Finally, remember you can clone any zone.
A common
problem we have is our test and dev. systems getting out of step with our production
boxes. If they’re zones
(and they will be if I have a say in it), you can easily clone
the live box (and its database zone) to get a testbed for upgrades, config changes, etc. that is as close to reality as you can get.

sharing JVMs across zones

Posted by Dick on May 27, 2007

My (b33) glassfish v2 build
is a bit long in the tooth
(the latest promoted build is b50).

It bundles a JVM, but the nightly builds don’t, so my first pre-upgrade step is to install a standalone 1.6 JVM.

a communal JVM

I’ll need a few zones for playing with glassfish clustering and they’ll all need JVMs.
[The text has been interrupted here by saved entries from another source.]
use anyhow::{bail, Context, Result};
use chrono::{DateTime, Utc};
use clap::Parser;
use std::io::Write;
use std::path::PathBuf;
use std::time::Duration;
use tracing::{info, warn};

use wirelog::config::Config;
use wirelog::core::{Event, EventKind};
use wirelog::engine::Monitor;

#[derive(Parser)]
#[command(name = "wirelog")]
#[command(author, version, about = "Passive DNS, HTTP and mail traffic logger")]
pub struct Cli {
    /// Path to configuration file
    #[arg(short, long)]
    pub config: Option<PathBuf>,

    /// Enable debug logging
    #[arg(short, long)]
    pub debug: bool,

    /// Capture on this network interface
    #[arg(short, long, conflicts_with = "read")]
    pub interface: Option<String>,

    /// Replay a pcap file instead of capturing
    #[arg(short, long)]
    pub read: Option<PathBuf>,

    /// Event kinds to print (default: all)
    #[arg(short, long, value_delimiter = ',')]
    pub events: Vec<EventKind>,

    /// GeoLite2 country database, overrides the config file
    #[arg(long)]
    pub geoip: Option<PathBuf>,

    /// BPF filter applied to the capture, overrides the config file
    #[arg(short, long)]
    pub filter: Option<String>,

    /// Print the effective configuration as TOML and exit
    #[arg(long)]
    pub print_config: bool,
}

pub async fn run_command(cli: Cli) -> Result<()> {
    let mut config = match &cli.config {
        Some(path) => Config::load(path)?,
        None => Config::load_or_default()?,
    };
    if let Some(db) = cli.geoip {
        config.geoip.database = Some(db);
    }
    if let Some(filter) = cli.filter {
        config.capture.filter = Some(filter);
    }

    if cli.print_config {
        print!("{}", toml::to_string_pretty(&config).context("Failed to serialize config")?);
        return Ok(());
    }

    let kinds = if cli.events.is_empty() {
        EventKind::ALL.to_vec()
    } else {
        cli.events
    };

    let interface = cli.interface.or_else(|| config.capture.interface.clone());
    let mut monitor = Monitor::new(config)?;
    for kind in kinds {
        monitor.subscribe(kind, print_event);
    }

    match (&cli.read, &interface) {
        (Some(path), _) => monitor.start_offline(path)?,
        (None, Some(iface)) => monitor.start(iface)?,
        (None, None) => bail!("No interface given; use --interface or set capture.interface"),
    }

    loop {
        tokio::select! {
            _ = tokio::signal::ctrl_c() => {
                info!("Interrupted");
                break;
            }
            _ = tokio::time::sleep(Duration::from_millis(200)) => {
                if !monitor.is_running() {
                    break;
                }
            }
        }
    }

    monitor.stop();
    let stats = monitor.stats();
    info!(
        "Processed {} packets, delivered {} events",
        stats.packets_captured, stats.events_delivered
    );
    Ok(())
}

/// One JSON object per line on stdout, stamped with the delivery time
fn print_event(event: &Event) {
    match event_line(event, Utc::now()) {
        Ok(line) => {
            let mut out = std::io::stdout().lock();
            if writeln!(out, "{}", line).is_err() {
                warn!("stdout closed, dropping event");
            }
        }
        Err(e) => warn!("Failed to serialize {} event: {}", event.kind(), e),
    }
}

fn event_line(event: &Event, at: DateTime<Utc>) -> serde_json::Result<String> {
    let mut value = serde_json::to_value(event)?;
    if let Some(obj) = value.as_object_mut() {
        obj.insert("ts".to_string(), serde_json::Value::String(at.to_rfc3339()));
    }
    serde_json::to_string(&value)
}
Ideally, we want a central copy in the global zone that is visible from all the local zones.
That way:

  • all zones use the same on-disk binaries, so the VM system can re-use text segments across your zones (and you save a bit of disk)
  • you centralize upgrades/patches in the global zone
  • a readonly JVM encourages (ok, forces) you to put things like SSL keys and libraries in your glassfish domain directory, where they should be.

neatly packaged

Originally, this ‘howto’ involved getting the tarball from the JEE page, installing it to a zfs filesystem and loopback mounting it into each zone read-only.

Today, I realized the Solaris packages for JDK 1.6 give us all the benefits of that with none of the hassle. They’ll install in the global zone and be visible (as part of /usr) in all local zones. I won’t even have to restart the zones.
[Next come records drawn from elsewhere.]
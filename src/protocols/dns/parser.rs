//! DNS wire format decoder
//!
//! Decodes the header, question section and all three record sections.
//! Name compression is followed up to [`MAX_POINTER_HOPS`] jumps. A message
//! cut short in its authority or additional section keeps the records
//! decoded before the cut.

use std::net::{Ipv4Addr, Ipv6Addr};

use thiserror::Error;
use tracing::debug;

use super::types::*;

/// Maximum compression pointer jumps while reading one name
pub const MAX_POINTER_HOPS: usize = 16;

const HEADER_LEN: usize = 12;

#[derive(Debug, Error, PartialEq, Eq)]
pub enum DnsError {
    #[error("message shorter than the 12-byte header ({0} bytes)")]
    TruncatedHeader(usize),

    #[error("name runs past end of message at offset {0}")]
    TruncatedName(usize),

    #[error("record runs past end of message at offset {0}")]
    TruncatedRecord(usize),

    #[error("compression pointer loop at offset {0}")]
    PointerLoop(usize),
}

/// Parse a DNS message from a UDP payload
pub fn parse_message(payload: &[u8]) -> Result<DnsMessage, DnsError> {
    if payload.len() < HEADER_LEN {
        return Err(DnsError::TruncatedHeader(payload.len()));
    }

    let id = read_u16(payload, 0);
    let flags = read_u16(payload, 2);
    let qdcount = read_u16(payload, 4) as usize;
    let ancount = read_u16(payload, 6) as usize;
    let nscount = read_u16(payload, 8) as usize;
    let arcount = read_u16(payload, 10) as usize;

    let mut msg = DnsMessage {
        id,
        is_response: (flags & 0x8000) != 0,
        opcode: ((flags >> 11) & 0x0F) as u8,
        rcode: (flags & 0x000F) as u8,
        ..Default::default()
    };

    let mut offset = HEADER_LEN;

    for _ in 0..qdcount {
        let (query, next) = parse_question(payload, offset)?;
        msg.queries.push(query);
        offset = next;
    }

    for _ in 0..ancount {
        let (record, next) = parse_resource_record(payload, offset)?;
        msg.answers.push(record);
        offset = next;
    }

    'sections: for (count, section) in [(nscount, &mut msg.authorities), (arcount, &mut msg.additionals)] {
        for _ in 0..count {
            match parse_resource_record(payload, offset) {
                Ok((record, next)) => {
                    section.push(record);
                    offset = next;
                }
                Err(e) => {
                    debug!("DNS message {:#06x} cut short after answers: {}", id, e);
                    break 'sections;
                }
            }
        }
    }

    Ok(msg)
}

fn parse_question(payload: &[u8], offset: usize) -> Result<(DnsQuery, usize), DnsError> {
    let (name, offset) = parse_name(payload, offset)?;

    if offset + 4 > payload.len() {
        return Err(DnsError::TruncatedRecord(offset));
    }

    Ok((
        DnsQuery {
            name,
            qtype: DnsRecordType::from(read_u16(payload, offset)),
            qclass: read_u16(payload, offset + 2),
        },
        offset + 4,
    ))
}

fn parse_resource_record(payload: &[u8], offset: usize) -> Result<(DnsAnswer, usize), DnsError> {
    let (name, offset) = parse_name(payload, offset)?;

    if offset + 10 > payload.len() {
        return Err(DnsError::TruncatedRecord(offset));
    }

    let rtype = DnsRecordType::from(read_u16(payload, offset));
    let rclass = read_u16(payload, offset + 2);
    let ttl = u32::from_be_bytes([
        payload[offset + 4],
        payload[offset + 5],
        payload[offset + 6],
        payload[offset + 7],
    ]);
    let rdlength = read_u16(payload, offset + 8) as usize;

    let rdata_offset = offset + 10;
    if rdata_offset + rdlength > payload.len() {
        return Err(DnsError::TruncatedRecord(rdata_offset));
    }

    Ok((
        DnsAnswer {
            name,
            rtype,
            rclass,
            ttl,
            rdata: parse_rdata(payload, rdata_offset, rdlength, rtype),
        },
        rdata_offset + rdlength,
    ))
}

/// Read a possibly compressed name; returns the name and the offset just
/// past it in the original position
fn parse_name(payload: &[u8], mut offset: usize) -> Result<(String, usize), DnsError> {
    let mut name = String::new();
    let mut return_offset = None;
    let mut hops = 0;

    loop {
        let len = *payload.get(offset).ok_or(DnsError::TruncatedName(offset))? as usize;

        if len == 0 {
            return Ok((name, return_offset.unwrap_or(offset + 1)));
        }

        // Compression pointer
        if len & 0xC0 == 0xC0 {
            let low = *payload.get(offset + 1).ok_or(DnsError::TruncatedName(offset))? as usize;
            hops += 1;
            if hops > MAX_POINTER_HOPS {
                return Err(DnsError::PointerLoop(offset));
            }
            return_offset.get_or_insert(offset + 2);
            offset = ((len & 0x3F) << 8) | low;
            continue;
        }

        offset += 1;
        if offset + len > payload.len() {
            return Err(DnsError::TruncatedName(offset));
        }

        if !name.is_empty() {
            name.push('.');
        }
        name.push_str(&String::from_utf8_lossy(&payload[offset..offset + len]));
        offset += len;
    }
}

/// Decode RDATA for the supported types; anything else is `None`
fn parse_rdata(payload: &[u8], offset: usize, length: usize, rtype: DnsRecordType) -> Option<DnsRdata> {
    let rdata = &payload[offset..offset + length];

    match rtype {
        DnsRecordType::A if length == 4 => {
            Some(DnsRdata::A(Ipv4Addr::new(rdata[0], rdata[1], rdata[2], rdata[3])))
        }
        DnsRecordType::AAAA if length == 16 => {
            let mut octets = [0u8; 16];
            octets.copy_from_slice(rdata);
            Some(DnsRdata::AAAA(Ipv6Addr::from(octets)))
        }
        DnsRecordType::CNAME | DnsRecordType::NS | DnsRecordType::PTR if length > 0 => {
            let (name, _) = parse_name(payload, offset).ok()?;
            match rtype {
                DnsRecordType::CNAME => Some(DnsRdata::CNAME(name)),
                DnsRecordType::NS => Some(DnsRdata::NS(name)),
                _ => Some(DnsRdata::PTR(name)),
            }
        }
        DnsRecordType::MX if length >= 3 => {
            let preference = u16::from_be_bytes([rdata[0], rdata[1]]);
            let (exchange, _) = parse_name(payload, offset + 2).ok()?;
            Some(DnsRdata::MX { preference, exchange })
        }
        DnsRecordType::TXT if length > 0 => {
            let mut txt = String::new();
            let mut pos = 0;
            while pos < length {
                let str_len = rdata[pos] as usize;
                pos += 1;
                if pos + str_len > length {
                    break;
                }
                txt.push_str(&String::from_utf8_lossy(&rdata[pos..pos + str_len]));
                pos += str_len;
            }
            Some(DnsRdata::TXT(txt))
        }
        _ => None,
    }
}

#[inline]
fn read_u16(payload: &[u8], offset: usize) -> u16 {
    u16::from_be_bytes([payload[offset], payload[offset + 1]])
}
Get JDK 6u1 from the Java SE download page
(the Solaris x86 packages – tar.Z on the ‘Download’ page) .

Extract it In the global zone and add the packages it contains:

vera # uncompress jdk-6u1-solaris-i586.tar.Z
vera # tar xf jdk-6u1-solaris-i586.tar
vera # yes | pkgadd -d . SUNW*

It’s now visible in all the zones:

vera # zlogin goldfish
goldfish # java -version
java version "1.6.0_01"
Java(TM) SE Runtime Environment (build 1.6.0_01-b06)
Java HotSpot(TM) Client VM (build 1.6.0_01-b06, mixed mode, sharing)

The only minor niggle is that the /usr/java symlink can’t be edited in the local zones, but it’s easy enough to set a PATH explicitly if you want a different JVM.

postgresql on solaris express

Posted by Dick on April 21, 2007

I need a database to do anything useful with glassfish .
Here are my PostgreSQL install notes.

the install

I chose postgresql 8.2 as part of my SXCE install .
If you don’t have it already, you need to:

globalzone # cd /cdrom/Solaris_11/Product
globalzone # pkgadd -d . SUNWpostgr-82-client SUNWpostgr-82-contrib \
SUNWpostgr-82-docs SUNWpostgr-82-libs SUNWpostgr-82-server \
SUNWpostgr-82-server-data-root SUNWpostgr-82-tcl

I might as well run it in a zone (partly to keep things tidy in case I screw up).
With sparse zones, I only need to install packages in the global zone and all zones can use them (one set of packages to maintain == happy sysadmin).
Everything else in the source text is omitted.